- Study material
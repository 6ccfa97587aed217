//! Source resolution against the bundled demo project

use std::path::{Path, PathBuf};
use tempfile::TempDir;
use vui_source::source::source_map::{self, SourceMapFile};
use vui_source::source::{
    placeholder_source, DiskFs, JsonSourceMapFile, ResolverOptions, SourceResolver,
    StaticSourceMap,
};

fn site_root() -> PathBuf {
    Path::new(env!("CARGO_MANIFEST_DIR")).join("example/vui-site")
}

fn dev_resolver() -> SourceResolver {
    SourceResolver::new(
        DiskFs::new(site_root()),
        StaticSourceMap::default(),
        ResolverOptions::default(),
    )
}

#[test]
fn test_resolve_via_registry_path() {
    let source = dev_resolver().resolve("Skeleton");
    assert!(source.contains("A versatile skeleton loading component"));
}

#[test]
fn test_resolve_via_mixed_import() {
    let source = dev_resolver().resolve("Card");
    assert!(source.contains("forwardRef<HTMLDivElement, CardProps>"));
}

#[test]
fn test_resolve_via_multiline_destructured_import() {
    let source = dev_resolver().resolve("Blur Text");
    assert!(source.contains("export const BlurText: React.FC<BlurTextProps>"));
}

#[test]
fn test_resolve_via_directory_scan() {
    let source = dev_resolver().resolve("Badge");
    assert!(source.contains("export function Badge"));
}

#[test]
fn test_unknown_component_gets_placeholder() {
    let resolver = dev_resolver();
    let source = resolver.resolve("Ghost Writer");
    assert_eq!(source, placeholder_source("Ghost Writer"));
    assert!(source.contains("Ghost Writer"));
    assert!(source.contains("export default function GhostWriter()"));
}

#[test]
fn test_production_without_map_uses_placeholder() {
    let resolver = SourceResolver::new(
        DiskFs::new(site_root()),
        StaticSourceMap::default(),
        ResolverOptions::production(),
    );
    assert_eq!(resolver.resolve("Skeleton"), placeholder_source("Skeleton"));
    assert!(resolver.import_table().is_empty());
}

#[test]
fn test_registry_entries_of_demo_site() {
    let entries = dev_resolver().registry_entries();
    let names: Vec<(&str, &str)> = entries
        .iter()
        .map(|e| (e.category.as_str(), e.name.as_str()))
        .collect();
    assert_eq!(
        names,
        vec![
            ("Get Started", "Introduction"),
            ("Components", "Skeleton"),
            ("Components", "Card"),
            ("Text Animations", "Blur Text"),
            ("Backgrounds", "Space"),
            ("AI Components", "Ghost Writer"),
        ]
    );
    assert_eq!(entries[1].path.as_deref(), Some("components/vui/Skeleton.tsx"));
    assert_eq!(entries[2].path, None);
    assert_eq!(entries[2].theme.as_deref(), Some("CardTheme"));
}

#[test]
fn test_import_table_of_demo_site() {
    let table = dev_resolver().import_table();
    assert_eq!(
        table.get("SkeletonShowcase").map(String::as_str),
        Some("components/vui/Skeleton.tsx")
    );
    assert_eq!(
        table.get("CardTheme").map(String::as_str),
        Some("components/vui/Card.tsx")
    );
    assert_eq!(
        table.get("BlurTextTheme").map(String::as_str),
        Some("components/vui/text/BlurText.tsx")
    );
    assert_eq!(
        table.get("Introduction").map(String::as_str),
        Some("components/Introduction.tsx")
    );
}

#[test]
fn test_generated_map_serves_production_lookups() {
    let resolver = dev_resolver();
    let entries = resolver.registry_entries();
    let file = source_map::generate(
        &resolver,
        &entries,
        &site_root(),
        &resolver.options().search_dirs,
    );

    let keys: Vec<&str> = file.components.keys().map(String::as_str).collect();
    assert_eq!(
        keys,
        vec!["Badge", "Blur Text", "BlurText", "Card", "Introduction", "Skeleton", "Space"]
    );

    let temp_dir = TempDir::new().unwrap();
    let map_path = temp_dir.path().join("data/componentSourceMap.json");
    file.save_to(&map_path).unwrap();
    let reloaded = SourceMapFile::load_from(&map_path).unwrap();
    assert_eq!(reloaded.components, file.components);

    // An empty root proves no filesystem strategy runs in production
    let production = SourceResolver::new(
        DiskFs::new(temp_dir.path().join("missing")),
        JsonSourceMapFile::new(&map_path),
        ResolverOptions::production(),
    );
    assert!(production.resolve("Skeleton").contains("A versatile skeleton loading component"));
    assert!(production.resolve("Badge").contains("export function Badge"));
    assert_eq!(
        production.resolve("Ghost Writer"),
        placeholder_source("Ghost Writer")
    );
}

- What is being asked
Where the string "SourceResolver" occurs in a line above, count that line, and report solely the final figure.

- Task output
5